Personal information
- Born: March 17, 2003 (age 23) 'Ili'ili, American Samoa
- Listed height: 6 ft 2 in (1.88 m)
- Listed weight: 233 lb (106 kg)

Career information
- High school: Aquinas (San Bernardino, California, U.S.)
- College: Washington State (2021–2022) Miami (FL) (2023–2024)
- NFL draft: 2025: 5th round, 162nd overall pick

Career history
- New York Jets (2025–present);

Career NFL statistics as of 2025
- Tackles: 45
- Stats at Pro Football Reference

= Francisco Mauigoa =

American football player (born 2003)

Francisco "Kiko" Mauigoa (born March 17, 2003) is an American professional football linebacker for the New York Jets of the National Football League (NFL).

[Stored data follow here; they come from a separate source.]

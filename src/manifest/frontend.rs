use std::path::{Path, PathBuf};

use chrono::{DateTime, Utc};
use serde::{Deserialize, Serialize};
use tracing::info;

use super::error::ManifestError;
use super::generation::MANIFEST_VERSION;
use super::store::{read_json, write_json};
use crate::regen::ProtectedPaths;

/// Manifest location relative to a frontend root.
pub const FRONTEND_MANIFEST_PATH: &str = "src/core/.generated-manifest.json";

#[derive(Debug, Clone, Default, Serialize, Deserialize)]
#[serde(rename_all = "camelCase")]
pub struct FrontendManifestRequest {
    pub microservice_id: String,
    pub microservice_name: String,
    #[serde(default)]
    pub generated_files: Vec<String>,
}

/// Frontend provenance record. Same contract as the backend manifest but with
/// no per-model metadata.
#[derive(Debug, Clone, PartialEq, Eq, Serialize, Deserialize)]
#[serde(rename_all = "camelCase")]
pub struct FrontendManifest {
    pub microservice_id: String,
    pub microservice_name: String,
    pub generated_at: DateTime<Utc>,
    #[serde(default)]
    pub generated_files: Vec<String>,
    #[serde(default)]
    pub protected_paths: Vec<String>,
    pub version: String,
}

#[must_use]
pub fn create_frontend_manifest(request: FrontendManifestRequest) -> FrontendManifest {
    FrontendManifest {
        microservice_id: request.microservice_id,
        microservice_name: request.microservice_name,
        generated_at: Utc::now(),
        generated_files: request.generated_files,
        protected_paths: ProtectedPaths::canonical().dir_list(),
        version: MANIFEST_VERSION.to_string(),
    }
}

fn frontend_manifest_path(frontend_dir: &Path) -> PathBuf {
    frontend_dir.join(FRONTEND_MANIFEST_PATH)
}

pub fn write_frontend_manifest(
    frontend_dir: &Path,
    manifest: &FrontendManifest,
) -> Result<(), ManifestError> {
    let path = frontend_manifest_path(frontend_dir);
    write_json(&path, manifest)?;
    info!(
        path = %path.display(),
        files = manifest.generated_files.len(),
        "frontend manifest written"
    );
    Ok(())
}

pub fn read_frontend_manifest(frontend_dir: &Path) -> Result<Option<FrontendManifest>, ManifestError> {
    read_json(&frontend_manifest_path(frontend_dir))
}

/// Frontend counterpart of [`is_generated_file`](super::is_generated_file).
pub fn is_frontend_generated_file(
    frontend_dir: &Path,
    relative_path: &str,
) -> Result<bool, ManifestError> {
    let wanted = relative_path.replace('\\', "/");
    Ok(read_frontend_manifest(frontend_dir)?
        .is_some_and(|manifest| manifest.generated_files.iter().any(|f| *f == wanted)))
}
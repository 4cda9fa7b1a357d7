use std::collections::HashMap;
use std::sync::Arc;

use arc_swap::ArcSwap;
use tracing::{info, warn};

use super::contract::{
    create_noop_interceptor, merge_with_defaults, Interceptor, InterceptorCandidate,
    InterceptorError,
};

type Entries = HashMap<String, Arc<Interceptor>>;

/// Model name → fully merged interceptor.
///
/// Constructed once at startup, populated as each custom module registers,
/// then shared by reference (`Arc<InterceptorRegistry>`) with the request
/// layer. Reads are lock-free snapshots; a registration after requests have
/// started replaces the entry for subsequent resolves (last write wins).
pub struct InterceptorRegistry {
    entries: ArcSwap<Entries>,
    noop: Arc<Interceptor>,
}

impl Default for InterceptorRegistry {
    fn default() -> Self {
        Self::new()
    }
}

impl std::fmt::Debug for InterceptorRegistry {
    fn fmt(&self, f: &mut std::fmt::Formatter<'_>) -> std::fmt::Result {
        f.debug_struct("InterceptorRegistry")
            .field("models", &self.models())
            .finish()
    }
}

impl InterceptorRegistry {
    #[must_use]
    pub fn new() -> Self {
        Self {
            entries: ArcSwap::from_pointee(Entries::new()),
            noop: Arc::new(create_noop_interceptor()),
        }
    }

    /// Validate `candidate`, fill in the missing hooks and store it under
    /// `model_name`. An invalid candidate is rejected and nothing is stored.
    pub fn register(
        &self,
        model_name: &str,
        candidate: impl Into<InterceptorCandidate>,
    ) -> Result<(), InterceptorError> {
        let hooks = candidate.into().into_hooks()?;
        let merged = Arc::new(merge_with_defaults(&hooks));

        let previous = self.entries.rcu(|current| {
            let mut next = Entries::clone(current);
            next.insert(model_name.to_string(), Arc::clone(&merged));
            next
        });

        if previous.contains_key(model_name) {
            warn!(model = %model_name, "replacing previously registered interceptor");
        } else {
            info!(model = %model_name, hooks = ?hooks, "registered interceptor");
        }
        Ok(())
    }

    /// The interceptor for `model_name`, or the shared no-op interceptor when
    /// none was registered. Never partially populated.
    #[must_use]
    pub fn resolve(&self, model_name: &str) -> Arc<Interceptor> {
        self.entries
            .load()
            .get(model_name)
            .map_or_else(|| Arc::clone(&self.noop), Arc::clone)
    }

    #[must_use]
    pub fn is_registered(&self, model_name: &str) -> bool {
        self.entries.load().contains_key(model_name)
    }

    /// Registered model names, sorted.
    #[must_use]
    pub fn models(&self) -> Vec<String> {
        let mut names: Vec<String> = self.entries.load().keys().cloned().collect();
        names.sort();
        names
    }

    #[must_use]
    pub fn len(&self) -> usize {
        self.entries.load().len()
    }

    #[must_use]
    pub fn is_empty(&self) -> bool {
        self.entries.load().is_empty()
    }

    /// Drop every registration. Intended for test teardown.
    pub fn clear(&self) {
        self.entries.store(Arc::new(Entries::new()));
    }
}
//! Structured logging initialization
//!
//! Installs a `tracing-subscriber` registry with an [`EnvFilter`] and a single
//! fmt layer, JSON for machine consumption or pretty for a terminal. Output
//! goes to stderr so CLI results on stdout stay pipeable.
//!
//! | Variable                  | Default  | Meaning                         |
//! |---------------------------|----------|---------------------------------|
//! | `MSGEN_LOG_LEVEL`         | `info`   | base level                      |
//! | `MSGEN_LOG_FORMAT`        | `pretty` | `json` or `pretty`              |
//! | `MSGEN_LOG_TARGET_FILTER` | unset    | extra directives, comma-separated |
//! | `MSGEN_LOG_INCLUDE_LOCATION` | `false` | add file:line to each event  |

use anyhow::{Context, Result};
use std::env;
use tracing_subscriber::layer::SubscriberExt;
use tracing_subscriber::util::SubscriberInitExt;
use tracing_subscriber::{EnvFilter, Layer};

#[derive(Debug, Clone, Copy, PartialEq, Eq)]
pub enum LogFormat {
    Json,
    Pretty,
}

impl LogFormat {
    #[must_use]
    pub fn parse(s: &str) -> Self {
        match s.to_lowercase().as_str() {
            "json" => LogFormat::Json,
            _ => LogFormat::Pretty, // Default to pretty
        }
    }
}

#[derive(Debug, Clone, PartialEq, Eq)]
pub struct LogConfig {
    /// Log level: trace/debug/info/warn/error
    pub log_level: String,
    pub format: LogFormat,
    /// Module filter (comma-separated directives)
    pub target_filter: Option<String>,
    /// Include file:line location (dev only)
    pub include_location: bool,
}

impl Default for LogConfig {
    fn default() -> Self {
        Self {
            log_level: "info".to_string(),
            format: LogFormat::Pretty,
            target_filter: None,
            include_location: false,
        }
    }
}

impl LogConfig {
    /// Parse configuration from environment variables with defaults
    #[must_use]
    pub fn from_env() -> Self {
        Self::from_lookup(|key| env::var(key).ok())
    }

    /// Same as [`LogConfig::from_env`] against an arbitrary variable source.
    #[must_use]
    pub fn from_lookup<F>(lookup: F) -> Self
    where
        F: Fn(&str) -> Option<String>,
    {
        let defaults = Self::default();
        Self {
            log_level: lookup("MSGEN_LOG_LEVEL").unwrap_or(defaults.log_level),
            format: lookup("MSGEN_LOG_FORMAT")
                .map_or(defaults.format, |s| LogFormat::parse(&s)),
            target_filter: lookup("MSGEN_LOG_TARGET_FILTER").filter(|s| !s.trim().is_empty()),
            include_location: lookup("MSGEN_LOG_INCLUDE_LOCATION")
                .and_then(|s| s.parse().ok())
                .unwrap_or(defaults.include_location),
        }
    }

    /// Build the filter: `RUST_LOG` if set, else `log_level`, plus every
    /// valid directive from `target_filter`. Invalid directives are reported
    /// on stderr and skipped.
    #[must_use]
    pub fn env_filter(&self) -> EnvFilter {
        let mut env_filter = EnvFilter::try_from_default_env()
            .unwrap_or_else(|_| EnvFilter::new(self.log_level.as_str()));

        if let Some(target_filter) = &self.target_filter {
            for filter in target_filter.split(',') {
                let filter = filter.trim();
                if filter.is_empty() {
                    continue;
                }
                match filter.parse() {
                    Ok(directive) => env_filter = env_filter.add_directive(directive),
                    Err(_) => eprintln!("Warning: Invalid log filter directive: {filter}"),
                }
            }
        }
        env_filter
    }
}

/// Install the global subscriber described by `config`.
///
/// Fails, rather than panicking, when a global subscriber is already set.
pub fn init_logging(config: &LogConfig) -> Result<()> {
    let fmt_layer = match config.format {
        LogFormat::Json => tracing_subscriber::fmt::layer()
            .json()
            .with_current_span(true)
            .with_target(true)
            .with_span_list(true)
            .with_file(config.include_location)
            .with_line_number(config.include_location)
            .with_writer(std::io::stderr)
            .boxed(),
        LogFormat::Pretty => tracing_subscriber::fmt::layer()
            .pretty()
            .with_target(true)
            .with_thread_ids(false)
            .with_file(config.include_location)
            .with_line_number(config.include_location)
            .with_writer(std::io::stderr)
            .boxed(),
    };

    tracing_subscriber::registry()
        .with(config.env_filter())
        .with(fmt_layer)
        .try_init()
        .context("Failed to initialize logging")?;

    Ok(())
}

He played college football for the Washington State Cougars and Miami Hurricanes and was selected by the Jets in the fifth round of the 2025 NFL draft. He is the older brother of New York Giants tackle Francis Mauigoa.

==Early life==
Mauigoa attended Aquinas High School. As a senior, he threw for 1,113 yards and 10 touchdowns while also rushing for 475 yards and four touchdowns. Mauigoa would also notch 46 tackles with five going for a loss and an interception. He committed to play college football for the Washington State Cougars as a linebacker.

==College career==
===Washington State===
In Mauigoa's first career season in 2021, he totaled 17 tackles with half of a tackle being for a loss. In week 4 of the 2022 season versus Oregon, he returned an interception 95 yards for a touchdown. During the 2022 season, Mauigoa started in 11 games notching 60 tackles with five and a half going for a loss, three and a half sacks, an interception, and three forced fumbles. After the season, Mauigoa entered the NCAA transfer portal.

===Miami===
Mauigoa transferred to play for the Miami Hurricanes. In the 2023 season opener, he tallied a team-leading five tackles in a win over Miami (Ohio). In week 6, Mauigoa notched four tackles with one and a half going for a loss, and an interception against Georgia Tech. For his performance on the 2023 season he was named second-team all-ACC.

==Professional career==

Mauigoa was selected by the New York Jets in the fifth round (162nd overall) of the 2025 NFL draft. The Jets acquired the 162nd overall pick from the Pittsburgh Steelers in the trade for Mike Williams. He played in 12 games (including eight starts following an injury to Quincy Williams) for New York during his rookie campaign, recording 45 tackles. On December 26, 2025, Mauigoa was placed on season-ending injured reserve due to a neck injury suffered in Week 14 against the Miami Dolphins.

Pre-draft measurables
| Height | Weight | Arm length | Hand span | Wingspan | 40-yard dash | 10-yard split | 20-yard split | 20-yard shuttle | Three-cone drill | Vertical jump | Broad jump | Bench press |
| 6 ft 1+7⁄8 in (1.88 m) | 233 lb (106 kg) | 31+3⁄4 in (0.81 m) | 10+1⁄4 in (0.26 m) | 6 ft 5+3⁄8 in (1.97 m) | 4.60 s | 1.56 s | 2.68 s | 4.24 s | 7.15 s | 37.0 in (0.94 m) | 10 ft 1 in (3.07 m) | 21 reps |
All values from NFL Combine/Pro Day

==NFL career statistics==
===Regular season===

Year: Team; Games; Tackles; Interceptions; Fumbles
GP: GS; Cmb; Solo; Ast; Sck; TFL; Int; Yds; Avg; Lng; TD; PD; FF; Fmb; FR; Yds; TD
2025: NYJ; 12; 8; 45; 16; 29; 0.0; 0; 0; 0; 0.0; 0; 0; 0; 0; 0; 0; 0; 0
Career: 12; 8; 45; 16; 29; 0.0; 0; 0; 0; 0.0; 0; 0; 0; 0; 0; 0; 0; 0

==Personal life==
Mauigoa's brother, Francis, is an offensive tackle for the New York Giants.